##### PROVIDED RECORDS
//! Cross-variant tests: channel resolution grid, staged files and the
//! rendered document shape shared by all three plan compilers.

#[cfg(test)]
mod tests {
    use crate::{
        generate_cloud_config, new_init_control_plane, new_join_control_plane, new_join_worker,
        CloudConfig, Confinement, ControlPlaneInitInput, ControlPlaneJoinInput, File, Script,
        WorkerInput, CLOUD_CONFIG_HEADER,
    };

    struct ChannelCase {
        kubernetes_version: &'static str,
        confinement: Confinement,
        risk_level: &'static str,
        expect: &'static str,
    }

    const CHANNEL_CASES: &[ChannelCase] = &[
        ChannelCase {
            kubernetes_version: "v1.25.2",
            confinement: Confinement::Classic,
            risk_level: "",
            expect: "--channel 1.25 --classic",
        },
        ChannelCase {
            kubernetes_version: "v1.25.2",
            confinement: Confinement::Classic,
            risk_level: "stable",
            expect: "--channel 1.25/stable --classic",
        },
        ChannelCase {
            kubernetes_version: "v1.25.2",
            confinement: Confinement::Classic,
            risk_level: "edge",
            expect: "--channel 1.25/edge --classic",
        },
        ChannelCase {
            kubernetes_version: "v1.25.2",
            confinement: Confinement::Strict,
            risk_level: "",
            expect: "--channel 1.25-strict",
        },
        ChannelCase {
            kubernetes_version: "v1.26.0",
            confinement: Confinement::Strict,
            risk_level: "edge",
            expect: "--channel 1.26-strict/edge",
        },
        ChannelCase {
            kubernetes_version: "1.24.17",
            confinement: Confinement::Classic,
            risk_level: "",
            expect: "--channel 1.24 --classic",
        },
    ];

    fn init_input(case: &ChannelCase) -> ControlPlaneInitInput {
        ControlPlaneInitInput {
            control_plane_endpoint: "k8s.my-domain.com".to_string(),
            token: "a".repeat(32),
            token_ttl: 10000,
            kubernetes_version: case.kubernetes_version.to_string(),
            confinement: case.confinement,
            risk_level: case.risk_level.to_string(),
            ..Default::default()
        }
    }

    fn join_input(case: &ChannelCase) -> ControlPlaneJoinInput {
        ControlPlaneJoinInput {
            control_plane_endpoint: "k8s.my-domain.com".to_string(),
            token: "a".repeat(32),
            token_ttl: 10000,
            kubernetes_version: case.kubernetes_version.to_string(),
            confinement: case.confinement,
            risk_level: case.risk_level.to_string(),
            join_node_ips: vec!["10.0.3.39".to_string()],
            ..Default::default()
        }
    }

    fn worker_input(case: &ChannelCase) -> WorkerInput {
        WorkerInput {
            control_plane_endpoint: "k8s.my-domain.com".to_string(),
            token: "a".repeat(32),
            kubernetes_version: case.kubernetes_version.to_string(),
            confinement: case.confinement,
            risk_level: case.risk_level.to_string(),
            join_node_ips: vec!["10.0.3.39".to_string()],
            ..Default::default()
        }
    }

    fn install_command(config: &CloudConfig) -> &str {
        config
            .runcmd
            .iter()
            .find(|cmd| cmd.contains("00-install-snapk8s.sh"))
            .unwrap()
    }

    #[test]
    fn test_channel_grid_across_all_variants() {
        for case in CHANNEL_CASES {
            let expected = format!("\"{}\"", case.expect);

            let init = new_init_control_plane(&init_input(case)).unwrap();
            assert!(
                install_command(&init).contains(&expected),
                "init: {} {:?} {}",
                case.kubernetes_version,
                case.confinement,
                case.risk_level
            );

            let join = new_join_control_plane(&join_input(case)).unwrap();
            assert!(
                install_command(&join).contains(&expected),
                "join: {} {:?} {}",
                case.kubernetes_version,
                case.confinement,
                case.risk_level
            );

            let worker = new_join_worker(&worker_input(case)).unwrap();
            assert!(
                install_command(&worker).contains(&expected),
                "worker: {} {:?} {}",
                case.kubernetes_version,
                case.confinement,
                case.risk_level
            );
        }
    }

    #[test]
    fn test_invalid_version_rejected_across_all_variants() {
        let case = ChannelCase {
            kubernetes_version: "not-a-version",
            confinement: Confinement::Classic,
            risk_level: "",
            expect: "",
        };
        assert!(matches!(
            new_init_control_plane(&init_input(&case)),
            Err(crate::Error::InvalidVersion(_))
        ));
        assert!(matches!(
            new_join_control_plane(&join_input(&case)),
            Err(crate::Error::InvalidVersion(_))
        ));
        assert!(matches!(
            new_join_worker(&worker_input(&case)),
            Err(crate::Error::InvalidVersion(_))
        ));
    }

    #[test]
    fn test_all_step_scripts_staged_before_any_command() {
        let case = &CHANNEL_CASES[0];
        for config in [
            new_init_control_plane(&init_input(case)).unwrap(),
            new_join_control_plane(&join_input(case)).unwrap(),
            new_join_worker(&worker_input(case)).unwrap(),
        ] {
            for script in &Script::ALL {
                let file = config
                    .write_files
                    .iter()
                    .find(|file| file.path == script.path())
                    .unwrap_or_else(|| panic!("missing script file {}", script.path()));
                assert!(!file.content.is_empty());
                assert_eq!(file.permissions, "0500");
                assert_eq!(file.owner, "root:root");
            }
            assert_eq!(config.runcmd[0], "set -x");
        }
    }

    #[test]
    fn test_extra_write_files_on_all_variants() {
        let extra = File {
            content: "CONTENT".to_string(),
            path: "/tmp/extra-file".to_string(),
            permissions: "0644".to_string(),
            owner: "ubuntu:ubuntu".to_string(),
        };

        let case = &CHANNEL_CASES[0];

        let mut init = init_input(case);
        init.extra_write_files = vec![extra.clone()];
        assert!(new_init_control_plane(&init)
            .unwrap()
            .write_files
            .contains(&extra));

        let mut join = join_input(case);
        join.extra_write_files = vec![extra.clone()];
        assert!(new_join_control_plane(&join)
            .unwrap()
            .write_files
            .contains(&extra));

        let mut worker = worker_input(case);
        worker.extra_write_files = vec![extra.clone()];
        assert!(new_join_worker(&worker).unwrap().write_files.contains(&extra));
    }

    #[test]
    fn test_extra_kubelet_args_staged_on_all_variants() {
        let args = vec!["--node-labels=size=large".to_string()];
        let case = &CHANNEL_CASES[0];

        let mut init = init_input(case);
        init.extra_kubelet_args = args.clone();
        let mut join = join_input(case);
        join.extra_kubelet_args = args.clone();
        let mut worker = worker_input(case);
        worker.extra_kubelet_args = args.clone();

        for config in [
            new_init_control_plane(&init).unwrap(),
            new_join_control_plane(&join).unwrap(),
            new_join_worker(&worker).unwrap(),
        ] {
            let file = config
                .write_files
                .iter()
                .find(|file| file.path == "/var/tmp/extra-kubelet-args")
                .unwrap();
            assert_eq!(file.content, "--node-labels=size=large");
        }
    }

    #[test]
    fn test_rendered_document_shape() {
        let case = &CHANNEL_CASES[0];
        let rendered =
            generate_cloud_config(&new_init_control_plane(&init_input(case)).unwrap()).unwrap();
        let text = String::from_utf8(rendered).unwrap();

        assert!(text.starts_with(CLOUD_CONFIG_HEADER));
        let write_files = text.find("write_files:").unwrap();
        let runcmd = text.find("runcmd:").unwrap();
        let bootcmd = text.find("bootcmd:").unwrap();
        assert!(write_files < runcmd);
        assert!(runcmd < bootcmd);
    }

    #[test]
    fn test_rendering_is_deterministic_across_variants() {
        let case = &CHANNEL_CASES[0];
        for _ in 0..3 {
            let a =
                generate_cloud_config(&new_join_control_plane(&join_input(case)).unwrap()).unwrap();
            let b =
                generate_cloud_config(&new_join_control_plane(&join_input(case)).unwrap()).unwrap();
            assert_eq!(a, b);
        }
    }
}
##########
# AIM OF THE EXERCISE
Say how many lines in the data hold the string "runcmd". No other content should accompany the number.

# FINISHED TASK
5